### What is needed
The answer must be every entry, given again word for word.

****************************************

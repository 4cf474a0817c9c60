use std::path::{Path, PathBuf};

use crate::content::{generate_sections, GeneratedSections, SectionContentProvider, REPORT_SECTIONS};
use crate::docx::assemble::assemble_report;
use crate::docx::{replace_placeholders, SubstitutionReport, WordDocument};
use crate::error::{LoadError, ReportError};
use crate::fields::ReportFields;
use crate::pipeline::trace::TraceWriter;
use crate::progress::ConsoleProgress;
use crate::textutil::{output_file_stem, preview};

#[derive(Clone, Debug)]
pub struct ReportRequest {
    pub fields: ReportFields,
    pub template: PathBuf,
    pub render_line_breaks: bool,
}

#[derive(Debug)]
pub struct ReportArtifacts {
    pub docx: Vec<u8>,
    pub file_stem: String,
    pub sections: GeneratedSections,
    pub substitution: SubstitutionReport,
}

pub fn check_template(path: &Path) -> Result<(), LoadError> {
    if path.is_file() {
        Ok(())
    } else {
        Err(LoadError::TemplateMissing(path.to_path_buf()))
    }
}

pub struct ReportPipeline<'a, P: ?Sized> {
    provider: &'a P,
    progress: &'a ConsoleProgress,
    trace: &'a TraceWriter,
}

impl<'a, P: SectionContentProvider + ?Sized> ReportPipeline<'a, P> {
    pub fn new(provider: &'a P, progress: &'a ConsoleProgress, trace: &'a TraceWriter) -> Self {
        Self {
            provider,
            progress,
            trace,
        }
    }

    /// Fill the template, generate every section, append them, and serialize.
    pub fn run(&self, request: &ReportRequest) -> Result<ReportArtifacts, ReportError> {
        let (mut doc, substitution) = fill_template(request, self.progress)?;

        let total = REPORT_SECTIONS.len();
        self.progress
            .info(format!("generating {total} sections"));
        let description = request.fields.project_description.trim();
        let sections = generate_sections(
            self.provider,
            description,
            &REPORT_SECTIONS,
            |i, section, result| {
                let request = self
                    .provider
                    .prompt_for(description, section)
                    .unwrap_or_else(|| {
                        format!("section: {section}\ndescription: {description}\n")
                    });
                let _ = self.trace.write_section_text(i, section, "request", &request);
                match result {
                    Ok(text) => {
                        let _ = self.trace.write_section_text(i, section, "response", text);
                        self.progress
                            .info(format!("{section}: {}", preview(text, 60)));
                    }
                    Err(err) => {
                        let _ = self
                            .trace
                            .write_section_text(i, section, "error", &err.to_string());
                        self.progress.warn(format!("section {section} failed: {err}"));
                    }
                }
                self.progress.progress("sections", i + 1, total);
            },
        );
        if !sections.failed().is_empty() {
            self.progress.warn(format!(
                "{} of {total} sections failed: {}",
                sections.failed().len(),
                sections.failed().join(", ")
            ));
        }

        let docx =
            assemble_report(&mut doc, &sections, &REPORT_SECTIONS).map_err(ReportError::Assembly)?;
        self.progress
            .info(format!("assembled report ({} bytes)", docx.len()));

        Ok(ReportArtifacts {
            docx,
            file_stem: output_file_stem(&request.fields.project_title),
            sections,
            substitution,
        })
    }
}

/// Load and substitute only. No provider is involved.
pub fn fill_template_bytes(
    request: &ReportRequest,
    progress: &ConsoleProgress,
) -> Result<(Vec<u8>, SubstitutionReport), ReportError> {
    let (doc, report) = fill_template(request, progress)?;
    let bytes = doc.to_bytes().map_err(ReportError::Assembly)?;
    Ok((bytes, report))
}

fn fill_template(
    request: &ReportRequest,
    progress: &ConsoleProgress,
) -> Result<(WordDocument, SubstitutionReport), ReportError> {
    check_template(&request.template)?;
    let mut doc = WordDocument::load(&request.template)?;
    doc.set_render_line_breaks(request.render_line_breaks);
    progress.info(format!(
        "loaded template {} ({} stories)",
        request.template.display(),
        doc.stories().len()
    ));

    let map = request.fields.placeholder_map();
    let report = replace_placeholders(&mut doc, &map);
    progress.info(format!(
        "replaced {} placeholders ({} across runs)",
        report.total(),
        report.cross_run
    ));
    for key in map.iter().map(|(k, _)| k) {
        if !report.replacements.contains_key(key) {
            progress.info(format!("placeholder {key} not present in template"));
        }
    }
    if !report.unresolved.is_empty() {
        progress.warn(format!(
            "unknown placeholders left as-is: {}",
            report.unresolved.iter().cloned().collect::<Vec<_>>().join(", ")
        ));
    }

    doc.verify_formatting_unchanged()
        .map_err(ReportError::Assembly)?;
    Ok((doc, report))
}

****************************************

### Response to the task
repository 4cf474a0817c9c60
use std::path::{Path, PathBuf};

use crate::content::{generate_sections, GeneratedSections, SectionContentProvider, REPORT_SECTIONS};
use crate::docx::assemble::assemble_report;
use crate::docx::{replace_placeholders, SubstitutionReport, WordDocument};
use crate::error::{LoadError, ReportError};
use crate::fields::ReportFields;
use crate::pipeline::trace::TraceWriter;
use crate::progress::ConsoleProgress;
use crate::textutil::{output_file_stem, preview};

#[derive(Clone, Debug)]
pub struct ReportRequest {
    pub fields: ReportFields,
    pub template: PathBuf,
    pub render_line_breaks: bool,
}

#[derive(Debug)]
pub struct ReportArtifacts {
    pub docx: Vec<u8>,
    pub file_stem: String,
    pub sections: GeneratedSections,
    pub substitution: SubstitutionReport,
}

pub fn check_template(path: &Path) -> Result<(), LoadError> {
    if path.is_file() {
        Ok(())
    } else {
        Err(LoadError::TemplateMissing(path.to_path_buf()))
    }
}

pub struct ReportPipeline<'a, P: ?Sized> {
    provider: &'a P,
    progress: &'a ConsoleProgress,
    trace: &'a TraceWriter,
}

impl<'a, P: SectionContentProvider + ?Sized> ReportPipeline<'a, P> {
    pub fn new(provider: &'a P, progress: &'a ConsoleProgress, trace: &'a TraceWriter) -> Self {
        Self {
            provider,
            progress,
            trace,
        }
    }

    /// Fill the template, generate every section, append them, and serialize.
    pub fn run(&self, request: &ReportRequest) -> Result<ReportArtifacts, ReportError> {
        let (mut doc, substitution) = fill_template(request, self.progress)?;

        let total = REPORT_SECTIONS.len();
        self.progress
            .info(format!("generating {total} sections"));
        let description = request.fields.project_description.trim();
        let sections = generate_sections(
            self.provider,
            description,
            &REPORT_SECTIONS,
            |i, section, result| {
                let request = self
                    .provider
                    .prompt_for(description, section)
                    .unwrap_or_else(|| {
                        format!("section: {section}\ndescription: {description}\n")
                    });
                let _ = self.trace.write_section_text(i, section, "request", &request);
                match result {
                    Ok(text) => {
                        let _ = self.trace.write_section_text(i, section, "response", text);
                        self.progress
                            .info(format!("{section}: {}", preview(text, 60)));
                    }
                    Err(err) => {
                        let _ = self
                            .trace
                            .write_section_text(i, section, "error", &err.to_string());
                        self.progress.warn(format!("section {section} failed: {err}"));
                    }
                }
                self.progress.progress("sections", i + 1, total);
            },
        );
        if !sections.failed().is_empty() {
            self.progress.warn(format!(
                "{} of {total} sections failed: {}",
                sections.failed().len(),
                sections.failed().join(", ")
            ));
        }

        let docx =
            assemble_report(&mut doc, &sections, &REPORT_SECTIONS).map_err(ReportError::Assembly)?;
        self.progress
            .info(format!("assembled report ({} bytes)", docx.len()));

        Ok(ReportArtifacts {
            docx,
            file_stem: output_file_stem(&request.fields.project_title),
            sections,
            substitution,
        })
    }
}

/// Load and substitute only. No provider is involved.
pub fn fill_template_bytes(
    request: &ReportRequest,
    progress: &ConsoleProgress,
) -> Result<(Vec<u8>, SubstitutionReport), ReportError> {
    let (doc, report) = fill_template(request, progress)?;
    let bytes = doc.to_bytes().map_err(ReportError::Assembly)?;
    Ok((bytes, report))
}

fn fill_template(
    request: &ReportRequest,
    progress: &ConsoleProgress,
) -> Result<(WordDocument, SubstitutionReport), ReportError> {
    check_template(&request.template)?;
    let mut doc = WordDocument::load(&request.template)?;
    doc.set_render_line_breaks(request.render_line_breaks);
    progress.info(format!(
        "loaded template {} ({} stories)",
        request.template.display(),
        doc.stories().len()
    ));

    let map = request.fields.placeholder_map();
    let report = replace_placeholders(&mut doc, &map);
    progress.info(format!(
        "replaced {} placeholders ({} across runs)",
        report.total(),
        report.cross_run
    ));
    for key in map.iter().map(|(k, _)| k) {
        if !report.replacements.contains_key(key) {
            progress.info(format!("placeholder {key} not present in template"));
        }
    }
    if !report.unresolved.is_empty() {
        progress.warn(format!(
            "unknown placeholders left as-is: {}",
            report.unresolved.iter().cloned().collect::<Vec<_>>().join(", ")
        ));
    }

    doc.verify_formatting_unchanged()
        .map_err(ReportError::Assembly)?;
    Ok((doc, report))
}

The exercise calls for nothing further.